Types of Hearing Aids

A hearing aid is built to contain a battery, processor, microphone and receiver and is usually custom-made. Knowing how they work, where the battery is and other features are can help you. The three main types of hearing aids are in the ear (ITE), behind the ear (BTE) and in the canal (ITC), as outlined below.

  • ITE hearing aids: ITE hearing aids are made to sit within the ear, filling the outer bowl. It is known to be one of the bigger options available.
  • BTE hearing aids: Sit behind or on top of the outer ear and not block the ear canal opening. The tubing connects with the earmold or soft tip into the ear.
  • ITC hearing aids: Sit inside the canal. Like the ITE, they have longer battery lives with more features.

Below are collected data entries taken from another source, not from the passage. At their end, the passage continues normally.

//! Survey mission execution
//!
//! [`MissionController`] drives a [`Vehicle`] through connect, arm, takeoff and
//! a serpentine sweep, deducting the energy of every leg from the battery
//! reading taken after takeoff. After each waypoint it compares the remaining
//! estimate with the energy needed to fly home and sends the vehicle home
//! early when the estimate falls short.
//!
//! ```no_run
//! use seed_sweep::{MissionArea, MissionConfig, MissionController, SimulatedVehicle};
//!
//! # async fn demo() -> seed_sweep::Result<()> {
//! let config = MissionConfig::default();
//! let area = MissionArea::new(4, 3)?;
//! let mut mission = MissionController::new(SimulatedVehicle::from_config(&config), area, config);
//!
//! let report = mission.run().await?;
//! println!("{} ({} waypoints)", report.outcome, report.waypoints_visited());
//! # Ok(())
//! # }
//! ```

pub mod report;

use std::sync::Arc;
use std::time::Duration;

use tokio::sync::watch;
use tracing::{error, info, warn};

use crate::config::MissionConfig;
use crate::energy::{EnergyModel, EnergyState};
use crate::error::{Error, Result};
use crate::geo::{self, Coordinate, Position};
use crate::planner::GridPlanner;
use crate::types::{AbortReason, MissionArea, MissionOutcome, MissionState, Waypoint};
use crate::vehicle::{GuardedVehicle, LinkPolicy, Vehicle};

pub use self::report::{MissionReport, MissionSnapshot, WaypointReport};

/// Requests an operator abort of a running mission
#[derive(Debug, Clone)]
pub struct AbortHandle {
    tx: Arc<watch::Sender<bool>>,
}

impl AbortHandle {
    /// Signals the mission to return home at its next suspension point
    pub fn abort(&self) {
        self.tx.send_replace(true);
    }

    pub fn is_aborted(&self) -> bool {
        *self.tx.borrow()
    }
}

/// Runs one survey mission against a vehicle
///
/// The controller is the only writer of the mission state and the energy
/// estimate. It runs once; calling [`run`](Self::run) again is an error.
pub struct MissionController<V> {
    vehicle: GuardedVehicle<V>,
    config: MissionConfig,
    area: MissionArea,
    energy_model: EnergyModel,
    state: MissionState,
    history: Vec<MissionState>,
    energy: Option<EnergyState>,
    home: Option<Position>,
    starting_battery_percent: Option<f64>,
    total_distance_m: f64,
    distance_to_home_m: Option<f64>,
    visited: Vec<WaypointReport>,
    outcome: Option<MissionOutcome>,
    abort_tx: Arc<watch::Sender<bool>>,
    abort_rx: watch::Receiver<bool>,
    snapshot_tx: watch::Sender<MissionSnapshot>,
}

impl<V: Vehicle> MissionController<V> {
    /// Creates a mission over `area`. Vehicle calls are bounded by the
    /// timeouts and retries in `config`.
    pub fn new(vehicle: V, area: MissionArea, config: MissionConfig) -> Self {
        let (abort_tx, abort_rx) = watch::channel(false);
        let (snapshot_tx, _) = watch::channel(MissionSnapshot::idle(area.cell_count()));

        Self {
            vehicle: GuardedVehicle::new(vehicle, LinkPolicy::from_config(&config)),
            energy_model: config.energy_model(),
            config,
            area,
            state: MissionState::Idle,
            history: vec![MissionState::Idle],
            energy: None,
            home: None,
            starting_battery_percent: None,
            total_distance_m: 0.0,
            distance_to_home_m: None,
            visited: Vec::new(),
            outcome: None,
            abort_tx: Arc::new(abort_tx),
            abort_rx,
            snapshot_tx,
        }
    }

    pub fn state(&self) -> MissionState {
        self.state
    }

    /// Every state the mission has entered, in order
    pub fn history(&self) -> &[MissionState] {
        &self.history
    }

    pub fn area(&self) -> MissionArea {
        self.area
    }

    /// Remaining battery estimate, once the starting level has been read
    pub fn remaining_percent(&self) -> Option<f64> {
        self.energy.map(|e| e.remaining_percent())
    }

    pub fn vehicle(&self) -> &V {
        self.vehicle.inner()
    }

    pub fn into_vehicle(self) -> V {
        self.vehicle.into_inner()
    }

    pub fn abort_handle(&self) -> AbortHandle {
        AbortHandle {
            tx: Arc::clone(&self.abort_tx),
        }
    }

    /// Subscribes to progress snapshots
    pub fn subscribe(&self) -> watch::Receiver<MissionSnapshot> {
        self.snapshot_tx.subscribe()
    }

    /// Flies the mission
    ///
    /// Returns the report for full coverage and for early aborts. Vehicle
    /// failures are returned as errors; if the vehicle was already sweeping, a
    /// return-to-launch is attempted first.
    pub async fn run(&mut self) -> Result<MissionReport> {
        if self.state != MissionState::Idle {
            return Err(Error::InvalidState(format!(
                "mission already ran (state: {})",
                self.state
            )));
        }

        match self.execute().await {
            Ok(outcome) => {
                self.outcome = Some(outcome);
                self.publish();
                info!(%outcome, visited = self.visited.len(), "Mission finished");
                Ok(self.report(outcome))
            }
            Err(err) => {
                if matches!(self.state, MissionState::Scanning | MissionState::Aborting) {
                    warn!(error = %err, "Vehicle failure in flight, attempting return-to-launch");
                    if let Err(rtl_err) = self.vehicle.return_to_launch().await {
                        error!(error = %rtl_err, "Best-effort return-to-launch failed");
                    }
                }
                error!(state = %self.state, error = %err, "Mission failed");
                self.state = MissionState::Failed;
                self.history.push(MissionState::Failed);
                self.publish_failure(&err);
                Err(err)
            }
        }
    }

    async fn execute(&mut self) -> Result<MissionOutcome> {
        let address = self.config.connection_address.clone();

        self.transition(MissionState::Connecting)?;
        info!(vehicle = self.vehicle.name(), %address, "Connecting to vehicle");
        self.vehicle.connect(&address).await?;
        info!("Vehicle connected");
        if self.abort_requested() {
            return self.finish_on_ground().await;
        }

        self.vehicle.arm().await?;
        self.transition(MissionState::Armed)?;
        info!("Armed");
        if self.abort_requested() {
            return self.finish_on_ground().await;
        }

        self.transition(MissionState::TakingOff)?;
        info!("Taking off");
        self.vehicle.takeoff().await?;
        if self.settle(self.config.takeoff_settle()).await {
            return self.return_home(MissionOutcome::Aborted(AbortReason::Operator)).await;
        }

        let home = self.vehicle.read_position().await?;
        let battery = self.vehicle.read_battery().await?;
        self.home = Some(home);
        self.starting_battery_percent = Some(battery);
        self.energy = Some(EnergyState::new(battery));
        self.distance_to_home_m = Some(0.0);

        let altitude_m = home.absolute_altitude_m + self.config.altitude_offset_m;
        let planner = GridPlanner::new(home.coordinate, self.area, self.config.step_size_m, altitude_m);

        let estimate = planner.estimate(&self.energy_model);
        if estimate.required_percent > battery {
            warn!(
                required = estimate.required_percent,
                battery,
                "Battery will not cover the whole area, expect an early return"
            );
        }

        if self.area.is_empty() {
            info!("Empty survey area, returning home");
            self.transition(MissionState::ReturningHome)?;
            self.vehicle.return_to_launch().await?;
            self.transition(MissionState::Complete)?;
            return Ok(MissionOutcome::Completed);
        }

        self.transition(MissionState::Scanning)?;
        info!(
            waypoints = estimate.waypoint_count,
            step_m = self.config.step_size_m,
            altitude_m,
            "Starting area scan"
        );

        let mut previous = home.coordinate;
        for (index, waypoint) in planner.generate().enumerate() {
            if self.abort_requested() {
                return self.return_home(MissionOutcome::Aborted(AbortReason::Operator)).await;
            }

            let (progress, cancelled) = self.visit(index as u64, previous, home.coordinate, waypoint).await?;

            if !self.can_return(progress.required_to_return_percent) {
                warn!(
                    remaining = progress.remaining_percent,
                    required = progress.required_to_return_percent,
                    "Battery too low to return home"
                );
                return self.return_home(MissionOutcome::Aborted(AbortReason::LowBattery)).await;
            }
            if cancelled {
                return self.return_home(MissionOutcome::Aborted(AbortReason::Operator)).await;
            }

            previous = waypoint.target;
        }

        info!("Scan complete, returning home");
        self.transition(MissionState::ReturningHome)?;
        self.vehicle.return_to_launch().await?;
        self.transition(MissionState::Complete)?;
        Ok(MissionOutcome::Completed)
    }

    /// Flies one leg, drops a seed and records progress.
    /// The flag is set when an abort was requested during the dwell.
    async fn visit(
        &mut self,
        index: u64,
        previous: Coordinate,
        home: Coordinate,
        waypoint: Waypoint,
    ) -> Result<(WaypointReport, bool)> {
        let leg_distance_m = geo::distance(previous, waypoint.target);
        self.total_distance_m += leg_distance_m;

        let energy = self
            .energy
            .as_mut()
            .ok_or_else(|| Error::InvalidState("battery level not read before scanning".to_string()))?;
        energy.consume(self.energy_model.consume_for_distance(leg_distance_m));
        let remaining_percent = energy.remaining_percent();

        self.vehicle
            .goto_location(waypoint.target, waypoint.altitude_m, self.config.heading_deg)
            .await?;
        info!(
            latitude = waypoint.target.latitude_deg,
            longitude = waypoint.target.longitude_deg,
            altitude = waypoint.altitude_m,
            "Flying to point"
        );
        info!(row = waypoint.cell.row, column = waypoint.cell.column, "Dropping seed");
        let cancelled = self.settle(self.config.waypoint_dwell()).await;

        let distance_to_home_m = geo::distance(waypoint.target, home);
        let required_to_return_percent = self.energy_model.required_to_return(waypoint.target, home);

        info!(
            battery = %format!("{:.2}%", remaining_percent),
            distance_to_home = %format!("{:.2} m", distance_to_home_m),
            "Waypoint {} done",
            index
        );

        let progress = WaypointReport {
            index,
            row: waypoint.cell.row,
            column: waypoint.cell.column,
            latitude_deg: waypoint.target.latitude_deg,
            longitude_deg: waypoint.target.longitude_deg,
            altitude_m: waypoint.altitude_m,
            leg_distance_m,
            total_distance_m: self.total_distance_m,
            remaining_percent,
            distance_to_home_m,
            required_to_return_percent,
        };

        self.distance_to_home_m = Some(distance_to_home_m);
        self.visited.push(progress.clone());
        self.publish();

        Ok((progress, cancelled))
    }

    /// Aborts the sweep: Aborting, ReturningHome, return-to-launch, Complete
    async fn return_home(&mut self, outcome: MissionOutcome) -> Result<MissionOutcome> {
        self.transition(MissionState::Aborting)?;
        self.transition(MissionState::ReturningHome)?;
        self.vehicle.return_to_launch().await?;
        self.transition(MissionState::Complete)?;
        Ok(outcome)
    }

    /// Operator abort before the vehicle left the ground; an armed vehicle is disarmed
    async fn finish_on_ground(&mut self) -> Result<MissionOutcome> {
        info!(state = %self.state, "Mission aborted before takeoff");
        if self.state == MissionState::Armed {
            self.vehicle.disarm().await?;
            info!("Disarmed");
        }
        self.transition(MissionState::Complete)?;
        Ok(MissionOutcome::Aborted(AbortReason::Operator))
    }

    /// Suspends for `duration`; returns true if an abort was requested
    async fn settle(&mut self, duration: Duration) -> bool {
        if self.abort_requested() {
            return true;
        }

        let mut abort_rx = self.abort_rx.clone();
        let aborted = async move { abort_rx.wait_for(|aborted| *aborted).await.is_ok() };

        tokio::select! {
            _ = tokio::time::sleep(duration) => self.abort_requested(),
            aborted = aborted => aborted,
        }
    }

    /// Abort check: strictly less energy than needed to fly home fails it
    fn can_return(&self, required_percent: f64) -> bool {
        self.energy.map_or(false, |energy| energy.can_return(required_percent))
    }

    fn abort_requested(&self) -> bool {
        *self.abort_rx.borrow()
    }

    fn transition(&mut self, next: MissionState) -> Result<()> {
        if !self.state.can_transition_to(next) {
            return Err(Error::InvalidState(format!(
                "illegal transition {} -> {}",
                self.state, next
            )));
        }

        info!(from = %self.state, to = %next, "Mission state change");
        self.state = next;
        self.history.push(next);
        self.publish();
        Ok(())
    }

    fn snapshot(&self) -> MissionSnapshot {
        MissionSnapshot {
            state: self.state,
            waypoints_visited: self.visited.len() as u64,
            waypoints_total: self.area.cell_count(),
            remaining_percent: self.remaining_percent(),
            distance_to_home_m: self.distance_to_home_m,
            total_distance_m: self.total_distance_m,
            outcome: self.outcome,
            failure: None,
        }
    }

    fn publish(&self) {
        self.snapshot_tx.send_replace(self.snapshot());
    }

    fn publish_failure(&self, err: &Error) {
        let mut snapshot = self.snapshot();
        snapshot.failure = Some(err.to_string());
        self.snapshot_tx.send_replace(snapshot);
    }

    fn report(&self, outcome: MissionOutcome) -> MissionReport {
        MissionReport {
            outcome,
            home: self.home,
            starting_battery_percent: self.starting_battery_percent,
            final_remaining_percent: self.remaining_percent(),
            total_distance_m: self.total_distance_m,
            waypoints_planned: self.area.cell_count(),
            waypoints: self.visited.clone(),
        }
    }
}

Common Hearing Aid Problems

When problems happen, you don't necessarily have to take them in to get them repaired. It is feasible to troubleshoot the situation at home and potentially fix them until it is necessary to take them to your audiologist. They will either repair the device, replace it or give you another hearing test if necessary.

Replacing The Battery

Depending on the hearing aid you use, batteries can be changed or charged. When the device's sound becomes distorted or disappears, it might be due to a faulty battery. The battery may have been harmed by dampness, necessitating a replacement. Make sure to install them correctly to produce sound before closing the door. 

Adjusting Controls 

The most common difficulties caused by controls that need to be readjusted include different factors. These can look like no sounds, volume controls that are lower or higher than they should be and feedback generation. You'd have to tweak the volume control or the software that's most suited to your device. If any issues persist, remove the hearing aid and re-insert it into your ear or switch it on and off.

Cleaning Them

A dirty or corroded hearing aid might cause your device to become damaged, lose sound, change the volume, emit feedback and make odd noises. The most typical issue is that the receiver, tubing or microphone is clogged with earwax. For best use, you must clean both your ears and the device frequently. If the battery contacts are slightly corroded, they should be cleaned up as well.